State how many lines of the entries hold the string "segments", and output nothing but that count.

= Stored items =
------------------------------------------------

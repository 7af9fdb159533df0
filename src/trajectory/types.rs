use serde::Serialize;
use utoipa::ToSchema;

use crate::geometry::Point3;

/// One sample of the visible arc.
#[derive(Debug, Clone, Copy, PartialEq, Serialize, ToSchema)]
pub struct TrajectoryPoint {
    /// Sample index `i` out of `segments`.
    pub index: usize,
    /// Normalized parameter `i / segments`.
    pub t: f64,
    pub azimuth_deg: f64,
    pub elevation_deg: f64,
    pub position: Point3,
}

/// Ordered points of a pass, generated once per pass record.
#[derive(Debug, Clone, PartialEq, Serialize, ToSchema)]
pub struct Trajectory {
    pub segments: usize,
    pub points: Vec<TrajectoryPoint>,
}

impl Trajectory {
    pub fn empty(segments: usize) -> Self {
        Self {
            segments,
            points: Vec::new(),
        }
    }

    pub fn is_empty(&self) -> bool {
        self.points.is_empty()
    }

    pub fn len(&self) -> usize {
        self.points.len()
    }

    /// Sample index for a playback progress value.
    pub fn index_for(&self, progress: f64) -> usize {
        let progress = if progress.is_finite() {
            progress.clamp(0.0, 1.0)
        } else {
            0.0
        };
        ((progress * self.segments as f64).round() as usize).min(self.segments)
    }

    /// Point at `round(progress * segments)`, or the nearest generated point
    /// when that sample was skipped.
    pub fn sample_at(&self, progress: f64) -> Option<&TrajectoryPoint> {
        let target = self.index_for(progress);
        match self.points.binary_search_by_key(&target, |p| p.index) {
            Ok(i) => self.points.get(i),
            Err(i) => {
                let after = self.points.get(i);
                let before = i.checked_sub(1).and_then(|b| self.points.get(b));
                match (before, after) {
                    (Some(b), Some(a)) => {
                        if target - b.index <= a.index - target {
                            Some(b)
                        } else {
                            Some(a)
                        }
                    }
                    (b, a) => b.or(a),
                }
            }
        }
    }
}

#[cfg(test)]
mod tests {
    use super::*;

    fn point(index: usize, segments: usize) -> TrajectoryPoint {
        TrajectoryPoint {
            index,
            t: index as f64 / segments as f64,
            azimuth_deg: 0.0,
            elevation_deg: 0.0,
            position: Point3::new(index as f64, 0.0, 0.0),
        }
    }

    #[test]
    fn test_sample_rounds_progress() {
        let trajectory = Trajectory {
            segments: 4,
            points: (0..=4).map(|i| point(i, 4)).collect(),
        };
        assert_eq!(trajectory.sample_at(0.0).unwrap().index, 0);
        assert_eq!(trajectory.sample_at(0.374).unwrap().index, 1);
        assert_eq!(trajectory.sample_at(0.376).unwrap().index, 2);
        assert_eq!(trajectory.sample_at(1.0).unwrap().index, 4);
        assert_eq!(trajectory.sample_at(7.0).unwrap().index, 4);
        assert_eq!(trajectory.sample_at(f64::NAN).unwrap().index, 0);
    }

    #[test]
    fn test_sample_falls_back_to_nearest() {
        let trajectory = Trajectory {
            segments: 10,
            points: vec![point(0, 10), point(1, 10), point(6, 10), point(10, 10)],
        };
        assert_eq!(trajectory.sample_at(0.3).unwrap().index, 1);
        assert_eq!(trajectory.sample_at(0.5).unwrap().index, 6);
        assert_eq!(trajectory.sample_at(0.9).unwrap().index, 10);
    }

    #[test]
    fn test_empty_has_no_samples() {
        assert!(Trajectory::empty(100).sample_at(0.5).is_none());
    }
}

------------------------------------------------

= ANSWER TO THIS EXERCISE =
11